Today, these words are more important than ever. Our biggest challenges—from global warming to demographic and technological transformations—cannot be resolved by countries acting alone.
Yet just when we need greater international cooperation, we get the opposite: more fragmentation, conflict, and global disengagement; more zero-sum thinking that risks leaving our world poorer and less secure.
As we mark the IMF’s 80th anniversary, we ask: How can the Fund continue to adapt to the new realities and the changing needs of our 190 members? This F&D issue seeks to provide answers that are inspiring and thought-provoking.

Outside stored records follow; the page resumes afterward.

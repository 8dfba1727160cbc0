use anyhow::Result;
use async_trait::async_trait;
use chrono::{DateTime, Utc};
use mockall::automock;
use uuid::Uuid;

use crate::domain::{
    entities::payment_attempts::{InsertPaymentAttemptEntity, PaymentAttemptEntity},
    value_objects::enums::payment_statuses::PaymentStatus,
};

#[automock]
#[async_trait]
pub trait PaymentAttemptRepository {
    async fn create_attempt(&self, attempt: InsertPaymentAttemptEntity) -> Result<Uuid>;

    async fn find_by_reference(&self, reference: &str) -> Result<Option<PaymentAttemptEntity>>;

    /// Moves a pending attempt to `status`. Returns false when the attempt was
    /// not pending any more (or does not exist); nothing is written then.
    async fn transition_pending(
        &self,
        reference: &str,
        status: PaymentStatus,
        status_label: &str,
    ) -> Result<bool>;

    /// Fails every pending attempt whose deadline is before `cutoff`.
    async fn expire_pending_before(&self, cutoff: DateTime<Utc>) -> Result<usize>;
}
//! In-memory doubles shared by the use-case tests.

use std::{collections::HashMap, sync::Mutex};

use anyhow::{Result, anyhow};
use async_trait::async_trait;
use bigdecimal::BigDecimal;
use chrono::Utc;
use crates::domain::{
    entities::{payment_records::PaymentRecordEntity, user_balances::UserBalanceEntity},
    repositories::ledger::{LedgerRepository, LedgerWriteOutcome},
    value_objects::{
        enums::{payment_rails::PaymentRail, payment_statuses::PaymentStatus},
        project_progress::{ProjectProgress, apply_credit},
        verified_payments::{LedgerEntry, VerifiedPayment},
    },
};
use serde_json::json;
use uuid::Uuid;

#[derive(Default)]
struct LedgerState {
    records: HashMap<String, PaymentRecordEntity>,
    balances: HashMap<Uuid, BigDecimal>,
    /// project id -> (current, target, progress)
    projects: HashMap<i64, (BigDecimal, BigDecimal, BigDecimal)>,
}

/// Ledger that mirrors the Postgres transaction's all-or-nothing behaviour
/// under a single lock.
#[derive(Default)]
pub struct InMemoryLedger {
    state: Mutex<LedgerState>,
}

impl InMemoryLedger {
    pub fn with_balance(user_id: Uuid, balance: i64) -> Self {
        let ledger = Self::default();
        ledger
            .state
            .lock()
            .unwrap()
            .balances
            .insert(user_id, BigDecimal::from(balance));
        ledger
    }

    pub fn add_project(&self, project_id: i64, current: i64, target: i64) {
        self.state.lock().unwrap().projects.insert(
            project_id,
            (BigDecimal::from(current), BigDecimal::from(target), BigDecimal::from(0)),
        );
    }

    pub fn balance_of(&self, user_id: Uuid) -> BigDecimal {
        self.state
            .lock()
            .unwrap()
            .balances
            .get(&user_id)
            .cloned()
            .unwrap_or_default()
    }

    pub fn project(&self, project_id: i64) -> Option<ProjectProgress> {
        self.state
            .lock()
            .unwrap()
            .projects
            .get(&project_id)
            .map(|(current, _, progress)| ProjectProgress {
                current_amount: current.clone(),
                progress_percentage: progress.clone(),
            })
    }

    pub fn record_count(&self) -> usize {
        self.state.lock().unwrap().records.len()
    }

    pub fn record(&self, reference: &str) -> Option<PaymentRecordEntity> {
        self.state.lock().unwrap().records.get(reference).cloned()
    }
}

#[async_trait]
impl LedgerRepository for InMemoryLedger {
    async fn is_reference_used(&self, reference: &str) -> Result<bool> {
        Ok(self.state.lock().unwrap().records.contains_key(reference))
    }

    async fn record_payment(&self, entry: LedgerEntry) -> Result<LedgerWriteOutcome> {
        let mut state = self.state.lock().unwrap();

        if state.records.contains_key(&entry.reference) {
            return Ok(LedgerWriteOutcome::DuplicateReference);
        }

        // Validate everything before touching state: a failure writes nothing.
        let balance = state
            .balances
            .get(&entry.user_id)
            .cloned()
            .ok_or_else(|| anyhow!("no balance row for user {}", entry.user_id))?;

        let progress = match entry.project_id {
            Some(project_id) => {
                let (current, target, _) = state
                    .projects
                    .get(&project_id)
                    .ok_or_else(|| anyhow!("fundraising project {} not found", project_id))?;
                Some((project_id, target.clone(), apply_credit(current, target, &entry.amount)))
            }
            None => None,
        };

        state
            .balances
            .insert(entry.user_id, balance + entry.amount.clone());
        if let Some((project_id, target, progress)) = progress {
            state.projects.insert(
                project_id,
                (progress.current_amount, target, progress.progress_percentage),
            );
        }

        let record = PaymentRecordEntity {
            id: Uuid::new_v4(),
            status: PaymentStatus::Completed.to_string(),
            status_label: entry.status_label.clone(),
            amount: entry.amount.clone(),
            total: entry.total.clone(),
            reference: entry.reference.clone(),
            rail: entry.rail.to_string(),
            payer_identifier: entry.payer_identifier.clone(),
            user_id: Some(entry.user_id),
            project_id: entry.project_id,
            raw_payload: entry.raw_payload.clone(),
            created_at: Utc::now(),
            payment_date: entry.payment_date,
        };
        state.records.insert(entry.reference, record.clone());

        Ok(LedgerWriteOutcome::Committed(record))
    }

    async fn project_exists(&self, project_id: i64) -> Result<bool> {
        Ok(self.state.lock().unwrap().projects.contains_key(&project_id))
    }

    async fn find_balance(&self, user_id: Uuid) -> Result<Option<UserBalanceEntity>> {
        Ok(self
            .state
            .lock()
            .unwrap()
            .balances
            .get(&user_id)
            .map(|balance| UserBalanceEntity {
                user_id,
                balance: balance.clone(),
                updated_at: Utc::now(),
            }))
    }

    async fn list_recent_payments(
        &self,
        user_id: Uuid,
        limit: i64,
    ) -> Result<Vec<PaymentRecordEntity>> {
        let state = self.state.lock().unwrap();
        let mut records: Vec<_> = state
            .records
            .values()
            .filter(|record| record.user_id == Some(user_id))
            .cloned()
            .collect();
        records.sort_by(|a, b| b.created_at.cmp(&a.created_at));
        records.truncate(limit as usize);
        Ok(records)
    }
}

pub fn ledger_entry(reference: &str, amount: i64, user_id: Uuid) -> LedgerEntry {
    LedgerEntry::from_verified(
        VerifiedPayment {
            reference: reference.to_string(),
            amount: BigDecimal::from(amount),
            total: BigDecimal::from(amount),
            payer_identifier: None,
            raw_payload: json!({ "reference": reference }),
        },
        PaymentRail::Bank,
        user_id,
        None,
    )
}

IMF Managing Director Kristalina Georgieva strikes an optimistic note and calls for “21st century multilateralism”—a framework for international cooperation that’s more open and representative, with a better balance between advanced economies and the voices of emerging market and developing economies.
These voices are represented in this issue by top policymakers such as Barbados’ Prime Minister Mia Mottley, Kenyan President William Ruto, and Pablo García-Silva, a former vice-governor of Chile’s central bank. The economic fortunes of their regions depend, in many ways, on a better multilateral system, and they suggest ways in which the IMF can deliver that for its members.
On that point, proposals abound. Adam Posen reckons that narrowing the IMF’s mandate to its core macroeconomic mission and giving it greater operational independence would make it more evenhanded. Raghuram Rajan makes a related point: delegating more authority to the IMF’s management—coupled with reform to more fairly allocate quotas, the financial contributions paid by each member—could help bring a fragmented world together on critical issues.